Когда горчи провел Баллантайна в комнату, он увидел падишаха, стоявшего в самом ее центре, в ночном белье и с распущенными волосами. Когда правитель кивнул в ответ на глубокий поклон посланника, на его морщинистом лице все еще можно было разглядеть печать былого величия, но теперь англичанин, видя его на близком расстоянии, смог понять, насколько постарел падишах по сравнению с теми днями, когда они с сэром Ро были собутыльниками, рассказывавшими друг другу истории до самого рассвета.
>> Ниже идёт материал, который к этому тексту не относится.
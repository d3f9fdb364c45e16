//! Host Stream Tap (component E): the system-wide key-event interceptor.
//! Its callback is the only place the Correlator's decision functions are
//! invoked from outside the HID thread, and it must never block — the
//! decision functions are O(1) for exactly this reason.

use std::sync::Arc;

use kbd_proto::{Direction, EngineError, HostEvent};

use crate::correlator::{Correlator, Decision};

#[cfg(target_os = "macos")]
mod macos;

#[cfg(target_os = "macos")]
pub use macos::CgEventHostTap;

/// What the tap does with an intercepted event, mirroring §4.E's "drop the
/// event (consumed, nothing downstream sees it)" / "pass (continues to the
/// host)" outcomes.
#[derive(Debug, Clone, Copy, PartialEq, Eq)]
pub enum TapAction {
    Drop,
    Pass,
}

/// Platform seam for component E.
pub trait HostTap: Send + Sync {
    /// Installs the interceptor and runs until uninstalled, calling
    /// `decide` synchronously for every intercepted `HostEvent` and acting
    /// on its `TapAction` before the call returns. Fails with
    /// `PermissionDenied` if the host blocks installation without an
    /// explicit user grant.
    fn run(&self, decide: &mut dyn FnMut(HostEvent) -> TapAction) -> Result<(), EngineError>;

    /// Attempts to install and immediately uninstall the tap, to verify
    /// permission without running a full session (§4.H: "verifies
    /// permissions via E's dry-open").
    fn dry_open(&self) -> Result<(), EngineError>;

    /// Unblocks a concurrently running `run` call from another thread. The
    /// shutdown ordering in §4.H requires this to complete *before* D is
    /// torn down.
    fn request_stop(&self) {}
}

/// Drives a `Correlator`'s decision functions from intercepted `HostEvent`s;
/// the piece of glue both the real and mock `HostTap` impls call into.
pub struct CorrelatorGate {
    correlator: Arc<Correlator>,
}

impl CorrelatorGate {
    pub fn new(correlator: Arc<Correlator>) -> Self {
        Self { correlator }
    }

    pub fn decide(&self, event: HostEvent) -> TapAction {
        let decision = match event.direction {
            Direction::Down => self.correlator.should_block_down(event.key_code, event.at_millis),
            Direction::Up => self.correlator.should_block_up(event.key_code),
        };
        match decision {
            Decision::Block => TapAction::Drop,
            Decision::Pass => TapAction::Pass,
        }
    }
}

/// In-memory `HostTap` driven by a fixed script of events, for tests and
/// for `--mock` runs off-macOS.
pub struct MockHostTap {
    script: Vec<HostEvent>,
    fail_dry_open: bool,
}

impl MockHostTap {
    pub fn new(script: Vec<HostEvent>) -> Self {
        Self { script, fail_dry_open: false }
    }

    pub fn failing_dry_open() -> Self {
        Self { script: Vec::new(), fail_dry_open: true }
    }
}

impl HostTap for MockHostTap {
    fn run(&self, decide: &mut dyn FnMut(HostEvent) -> TapAction) -> Result<(), EngineError> {
        for event in &self.script {
            decide(*event);
        }
        Ok(())
    }

    fn dry_open(&self) -> Result<(), EngineError> {
        if self.fail_dry_open {
            Err(EngineError::PermissionDenied("mock tap denied".into()))
        } else {
            Ok(())
        }
    }
}

#[cfg(test)]
mod tests {
    use super::*;
    use std::time::Duration;

    fn correlator() -> Arc<Correlator> {
        Arc::new(Correlator::new(
            Duration::from_secs(10),
            Duration::from_millis(80),
            Duration::from_secs(30),
            50,
        ))
    }

    #[test]
    fn gate_blocks_down_claimed_within_initial_window() {
        let correlator = correlator();
        correlator.record_hid_down(13, 100);
        let gate = CorrelatorGate::new(correlator);
        let action = gate.decide(HostEvent { key_code: 13, direction: Direction::Down, at_millis: 110 });
        assert_eq!(action, TapAction::Drop);
    }

    #[test]
    fn gate_passes_down_with_no_hid_evidence() {
        let correlator = correlator();
        let gate = CorrelatorGate::new(correlator);
        let action = gate.decide(HostEvent { key_code: 99, direction: Direction::Down, at_millis: 0 });
        assert_eq!(action, TapAction::Pass);
    }

    #[test]
    fn mock_dry_open_reports_permission_denied_when_configured() {
        let tap = MockHostTap::failing_dry_open();
        assert!(matches!(tap.dry_open(), Err(EngineError::PermissionDenied(_))));
    }

    #[test]
    fn mock_run_replays_script_through_decide() {
        let tap = MockHostTap::new(vec![
            HostEvent { key_code: 1, direction: Direction::Down, at_millis: 0 },
            HostEvent { key_code: 1, direction: Direction::Up, at_millis: 10 },
        ]);
        let mut seen = Vec::new();
        tap.run(&mut |event| {
            seen.push(event);
            TapAction::Pass
        })
        .unwrap();
        assert_eq!(seen.len(), 2);
    }
}
use std::io::{self, BufRead, BufReader, Write};
use std::os::unix::net::{UnixListener, UnixStream};
use std::path::{Path, PathBuf};
use std::sync::Arc;

use kbd_proto::{socket_dir, Reply, Request, Response, SOCKET_PATH_ENV};

use crate::engine::Engine;

/// Blocking control-socket server: one accept thread, one handler thread per
/// connected client. No cooperative scheduler is involved — this sits
/// outside the D/E/F hot path the rest of the engine is built around (§5).
pub struct IpcServer {
    /// `None` when the daemon was started without a socket (e.g. some test
    /// harnesses drive the `Engine` directly).
    pub socket_path: Option<PathBuf>,
}

impl IpcServer {
    /// Binds the control socket and spawns the accept loop. `override_path`
    /// takes precedence over [`kbd_proto::SOCKET_PATH_ENV`]'s directory
    /// default, mirroring the teacher compositor's own socket setup.
    pub fn start(engine: Arc<Engine>, override_path: Option<PathBuf>) -> io::Result<Self> {
        let socket_path = override_path.unwrap_or_else(|| {
            let mut path = socket_dir();
            path.push(format!("kbd-interposer.{}.sock", std::process::id()));
            path
        });

        if socket_path.exists() {
            std::fs::remove_file(&socket_path)?;
        }

        let listener = UnixListener::bind(&socket_path)?;
        std::env::set_var(SOCKET_PATH_ENV, &socket_path);
        info!("listening on control socket at {socket_path:?}");

        let accept_path = socket_path.clone();
        std::thread::spawn(move || accept_loop(listener, engine, &accept_path));

        Ok(Self { socket_path: Some(socket_path) })
    }

    /// Starts without binding a socket, for tests that only need an
    /// in-process `Engine`.
    pub fn headless() -> Self {
        Self { socket_path: None }
    }
}

impl Drop for IpcServer {
    fn drop(&mut self) {
        if let Some(path) = &self.socket_path {
            let _ = std::fs::remove_file(path);
        }
    }
}

fn accept_loop(listener: UnixListener, engine: Arc<Engine>, socket_path: &Path) {
    for stream in listener.incoming() {
        match stream {
            Ok(stream) => {
                let engine = Arc::clone(&engine);
                std::thread::spawn(move || handle_client(stream, &engine));
            }
            Err(err) => {
                warn!("error accepting IPC client on {socket_path:?}: {err}");
            }
        }
    }
}

fn handle_client(stream: UnixStream, engine: &Engine) {
    trace!("new IPC client connected");
    let write_stream = match stream.try_clone() {
        Ok(s) => s,
        Err(err) => {
            warn!("failed to clone IPC client stream: {err}");
            return;
        }
    };
    let mut reader = BufReader::new(stream);
    let mut writer = write_stream;

    let mut line = String::new();
    loop {
        line.clear();
        match reader.read_line(&mut line) {
            Ok(0) => return, // client disconnected
            Ok(_) => {}
            Err(err) => {
                warn!("error reading IPC request: {err}");
                return;
            }
        }

        let request: Request = match serde_json::from_str(&line) {
            Ok(r) => r,
            Err(err) => {
                warn!("malformed IPC request: {err}");
                return;
            }
        };

        if matches!(request, Request::EventStream) {
            if write_reply(&mut writer, Ok(Response::Handled)).is_err() {
                return;
            }
            stream_events(engine, &mut writer);
            return;
        }

        let reply = dispatch(engine, request);
        if write_reply(&mut writer, reply).is_err() {
            return;
        }
    }
}

fn dispatch(engine: &Engine, request: Request) -> Reply {
    match request {
        Request::EnumerateDevices => engine.enumerate_devices().map(Response::Devices),
        Request::DetectIdentity { stop_after } => engine.detect_identity(stop_after).map(Response::Selection),
        Request::StartSession { selection, mode, duration } => {
            engine.start_session(selection, mode, duration).map(Response::SessionStarted)
        }
        Request::StopSession { id } => engine.stop_session(id).map(|()| Response::Handled),
        Request::SessionStatus { id } => engine.session_status(id).map(Response::Status),
        Request::CopyKeystrokeLog { id } => engine.copy_keystroke_log(id).map(Response::KeystrokeLog),
        Request::ListGuests => engine.list_guests().map(Response::Guests),
        Request::EventStream => unreachable!("handled by the caller before dispatch"),
    }
}

fn write_reply(writer: &mut UnixStream, reply: Reply) -> io::Result<()> {
    let mut buf = serde_json::to_string(&reply).expect("Reply always serializes");
    buf.push('\n');
    writer.write_all(buf.as_bytes())
}

fn stream_events(engine: &Engine, writer: &mut UnixStream) {
    let rx = engine.subscribe_events();
    while let Ok(event) = rx.recv() {
        let mut buf = serde_json::to_string(&event).expect("Event always serializes");
        buf.push('\n');
        if writer.write_all(buf.as_bytes()).is_err() {
            return;
        }
    }
}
– Отвези это моему сыну. – Джахангир протянул посланнику расшитый кожаный бумажник. – В нем – мой ответ на его письмо. Береги его пуще жизни. Я велел подать свежих лошадей, чтобы ты и твой эскорт двигались побыстрее.
– Благодарю вас, Ваше Величество. – Николас взял в руки бумажник, сгорая от любопытства, что же написал падишах. Он поколебался несколько мгновений, надеясь, что Джахангир даст ему хоть какой-то намек, но тот уже отвернулся и теперь умывался в серебряной чаше с водой, которую держал перед ним его слуга.
Спустя полчаса Джахангир наблюдал из окна, как Николас со своими воинами спускается по крутой дороге, ведущей от стен крепости к бурлящим улицам Агры. «Как Хуррам отреагирует на мое письмо?» – размышлял падишах. И тут ему впервые пришла в голову мысль: а что Арджуманд – женщина одной крови с его обожаемой Мехруниссой – скажет по этому поводу? Согласится ли она расстаться со своими детьми или будет уговаривать Хуррама не отсылать их отцу?